Reading the current time: time() and microtime()

Posted by Conrad in Basic Programming, PHP


int time ( )
mixed microtime ( [bool get_as_float])

PHP has a basic function to get the current time in epoch format: time(). Time() takes no parameters, and returns the current timestamp representing the current time. As time() is the first function we have looked at, here is an example script:


print time();
$foo = time();
print $foo;
?>

As you can see, we can either print the return value of time() directly, or we can store it away in a variable then print the contents of the variable - the result is identical.

Working in Unix time means you are not tied down to any specific formatting - you do not need to worry about whether your date has months before days or vice versa, whether long months are used, whether day numbers of day words (Saturday, Tuesday, etc) are used, and so on.

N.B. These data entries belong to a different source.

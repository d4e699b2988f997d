//! Error handling for EventHub
//!
//! This module defines the main error type used throughout the application.
//! Every core operation reports failures through it; the caller decides how
//! to map each kind onto its transport.

use std::fmt;
use thiserror::Error;

/// Kinds of stored entities, used to qualify lookup failures
#[derive(Debug, Clone, Copy, PartialEq, Eq, Hash)]
pub enum EntityKind {
    User,
    Event,
    Genre,
    Comment,
    Favorite,
}

impl fmt::Display for EntityKind {
    fn fmt(&self, f: &mut fmt::Formatter<'_>) -> fmt::Result {
        match self {
            EntityKind::User => write!(f, "User"),
            EntityKind::Event => write!(f, "Event"),
            EntityKind::Genre => write!(f, "Genre"),
            EntityKind::Comment => write!(f, "Comment"),
            EntityKind::Favorite => write!(f, "Favorite"),
        }
    }
}

/// Main error type for EventHub
#[derive(Error, Debug)]
pub enum EventHubError {
    #[error("{entity} not found: {id}")]
    NotFound { entity: EntityKind, id: String },

    #[error("Operation '{operation}' forbidden: {reason}")]
    Forbidden { operation: String, reason: String },

    #[error("Authentication required: {0}")]
    Unauthorized(String),

    #[error("Conflict: {0}")]
    Conflict(String),

    #[error("Invalid {field}: {reason}")]
    Invalid { field: String, reason: String },

    #[error("Comment {comment_id} is detached from its {side}")]
    Detached { comment_id: i64, side: &'static str },

    #[error("Configuration error: {0}")]
    Config(String),

    #[error("Snapshot error: {0}")]
    Snapshot(String),

    #[error("Password hashing error: {0}")]
    PasswordHash(String),

    #[error("Serialization error: {0}")]
    Serialization(#[from] serde_json::Error),

    #[error("I/O error: {0}")]
    Io(#[from] std::io::Error),
}

/// Result type alias for EventHub operations
pub type Result<T> = std::result::Result<T, EventHubError>;

impl EventHubError {
    /// Lookup failure for an entity addressed by a displayable id
    pub fn not_found(entity: EntityKind, id: impl fmt::Display) -> Self {
        EventHubError::NotFound { entity, id: id.to_string() }
    }

    pub fn forbidden(operation: impl Into<String>, reason: impl Into<String>) -> Self {
        EventHubError::Forbidden {
            operation: operation.into(),
            reason: reason.into(),
        }
    }

    pub fn invalid(field: impl Into<String>, reason: impl Into<String>) -> Self {
        EventHubError::Invalid {
            field: field.into(),
            reason: reason.into(),
        }
    }

    /// Stable short code for the error kind
    pub fn kind(&self) -> &'static str {
        match self {
            EventHubError::NotFound { .. } => "not_found",
            EventHubError::Forbidden { .. } => "forbidden",
            EventHubError::Unauthorized(_) => "unauthorized",
            EventHubError::Conflict(_) => "conflict",
            EventHubError::Invalid { .. } => "invalid",
            EventHubError::Detached { .. } => "detached",
            EventHubError::Config(_) => "config",
            EventHubError::Snapshot(_) => "snapshot",
            EventHubError::PasswordHash(_) => "password_hash",
            EventHubError::Serialization(_) => "serialization",
            EventHubError::Io(_) => "io",
        }
    }

    /// Check if the error is recoverable
    pub fn is_recoverable(&self) -> bool {
        match self {
            EventHubError::NotFound { .. } => false,
            EventHubError::Forbidden { .. } => false,
            EventHubError::Unauthorized(_) => true,
            EventHubError::Conflict(_) => false,
            EventHubError::Invalid { .. } => false,
            EventHubError::Detached { .. } => false,
            EventHubError::Config(_) => false,
            EventHubError::Snapshot(_) => false,
            EventHubError::PasswordHash(_) => false,
            EventHubError::Serialization(_) => false,
            EventHubError::Io(_) => true,
        }
    }

    /// Get error severity level
    pub fn severity(&self) -> ErrorSeverity {
        match self {
            EventHubError::Config(_) => ErrorSeverity::Critical,
            EventHubError::Snapshot(_) => ErrorSeverity::Critical,
            EventHubError::Detached { .. } => ErrorSeverity::Error,
            EventHubError::Forbidden { .. } => ErrorSeverity::Warning,
            EventHubError::Unauthorized(_) => ErrorSeverity::Warning,
            EventHubError::NotFound { .. } => ErrorSeverity::Info,
            EventHubError::Conflict(_) => ErrorSeverity::Info,
            EventHubError::Invalid { .. } => ErrorSeverity::Info,
            _ => ErrorSeverity::Error,
        }
    }
}

/// Error severity levels
#[derive(Debug, Clone, Copy, PartialEq, Eq)]
pub enum ErrorSeverity {
    Info,
    Warning,
    Error,
    Critical,
}

impl fmt::Display for ErrorSeverity {
    fn fmt(&self, f: &mut fmt::Formatter<'_>) -> fmt::Result {
        match self {
            ErrorSeverity::Info => write!(f, "INFO"),
            ErrorSeverity::Warning => write!(f, "WARN"),
            ErrorSeverity::Error => write!(f, "ERROR"),
            ErrorSeverity::Critical => write!(f, "CRITICAL"),
        }
    }
}
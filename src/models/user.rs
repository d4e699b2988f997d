//! User model

use std::fmt;
use serde::{Deserialize, Serialize};
use chrono::{DateTime, Utc};
use super::UserId;

/// Role used by every authorization decision
#[derive(Debug, Clone, Copy, PartialEq, Eq, Hash, Serialize, Deserialize)]
#[serde(rename_all = "SCREAMING_SNAKE_CASE")]
pub enum Role {
    User,
    Admin,
}

impl Default for Role {
    fn default() -> Self {
        Role::User
    }
}

impl fmt::Display for Role {
    fn fmt(&self, f: &mut fmt::Formatter<'_>) -> fmt::Result {
        match self {
            Role::User => write!(f, "USER"),
            Role::Admin => write!(f, "ADMIN"),
        }
    }
}

#[derive(Debug, Clone, PartialEq, Serialize, Deserialize)]
pub struct User {
    pub id: UserId,
    pub username: String,
    pub email: String,
    pub phone_number: String,
    /// Encoded password, never the plain text
    pub password: String,
    pub role: Role,
    pub created_at: DateTime<Utc>,
}

impl User {
    pub fn is_admin(&self) -> bool {
        self.role == Role::Admin
    }
}

#[derive(Debug, Clone, Serialize, Deserialize)]
pub struct CreateUserRequest {
    pub username: String,
    pub email: String,
    pub phone_number: String,
    pub password: String,
    pub role: Option<Role>,
}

Furthermore, to add one to a day (that is, to get the date of tomorrow), you can just add one day’s worth of seconds to your current timestamp: 60 x 60 x 24 = 86400. So, adding or subtracting 86400 to a date moves forward by one day, and so on - easy, really.

For more precise time values, you can use the microtime() function. When called without any parameters, this returns the current system time in seconds and microseconds, ordered microseconds first. For example: 0.82112000 1174676574

If you pass true to microtime() as its only parameter, PHP will return the time in a more obvious format - seconds.microseconds, like this: 1174676587.5996

When using microtime(), keep in mind that the return value is a floating-point number. There is a setting in your php.ini file called “precision”, which sets the number of significant digits to show in floating-point numbers - note that is significant digits, not decimal places, which means your return value from microtime() may not be as precise as you want. Above, for example, you can see we only have four decimal places returned - this is because php.ini defaults precision to 14, and there are ten digits before the decimal place.

If you increase the value of precision up to, say, 18, and run microtime() again, you will get results that are more accurate: 1174677004.8997819.